*** Opening Data ***

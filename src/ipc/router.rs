//! Top-level IPC router: routes by service, delegates to handlers.

use serde_json::{Map, Value};

use crate::ipc::handlers;
use crate::server::ToolServer;
use crate::types::{Error, Result};

/// Route an IPC request to the appropriate service handler.
pub async fn route_request(server: &ToolServer, service: &str, method: &str, body: Value) -> Result<Value> {
    match service {
        "tools" => handlers::tools::handle(server, method, body).await,
        "resources" => handlers::resources::handle(server, method, body).await,
        "prompts" => handlers::prompts::handle(server, method, body),
        _ => Err(Error::not_found(format!("Unknown service: {}", service))),
    }
}

// =============================================================================
// Shared helpers: used by all handler modules
// =============================================================================

pub fn str_field(body: &Value, key: &str) -> Result<String> {
    body.get(key)
        .and_then(|v| v.as_str())
        .map(|s| s.to_string())
        .ok_or_else(|| Error::validation(format!("Missing required field: {}", key)))
}

/// Optional object field. Absent or null yields an empty map.
pub fn object_field(body: &Value, key: &str) -> Result<Map<String, Value>> {
    match body.get(key) {
        None | Some(Value::Null) => Ok(Map::new()),
        Some(Value::Object(map)) => Ok(map.clone()),
        Some(_) => Err(Error::validation(format!("Field {} must be an object", key))),
    }
}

*** Closing Data ***

- _Task details_:
An exact, complete copy of the data is the only acceptable answer.

- _Task response_:
filename src/ipc/router.rs
//! Top-level IPC router: routes by service, delegates to handlers.

use serde_json::{Map, Value};

use crate::ipc::handlers;
use crate::server::ToolServer;
use crate::types::{Error, Result};

/// Route an IPC request to the appropriate service handler.
pub async fn route_request(server: &ToolServer, service: &str, method: &str, body: Value) -> Result<Value> {
    match service {
        "tools" => handlers::tools::handle(server, method, body).await,
        "resources" => handlers::resources::handle(server, method, body).await,
        "prompts" => handlers::prompts::handle(server, method, body),
        _ => Err(Error::not_found(format!("Unknown service: {}", service))),
    }
}

// =============================================================================
// Shared helpers: used by all handler modules
// =============================================================================

pub fn str_field(body: &Value, key: &str) -> Result<String> {
    body.get(key)
        .and_then(|v| v.as_str())
        .map(|s| s.to_string())
        .ok_or_else(|| Error::validation(format!("Missing required field: {}", key)))
}

/// Optional object field. Absent or null yields an empty map.
pub fn object_field(body: &Value, key: &str) -> Result<Map<String, Value>> {
    match body.get(key) {
        None | Some(Value::Null) => Ok(Map::new()),
        Some(Value::Object(map)) => Ok(map.clone()),
        Some(_) => Err(Error::validation(format!("Field {} must be an object", key))),
    }
}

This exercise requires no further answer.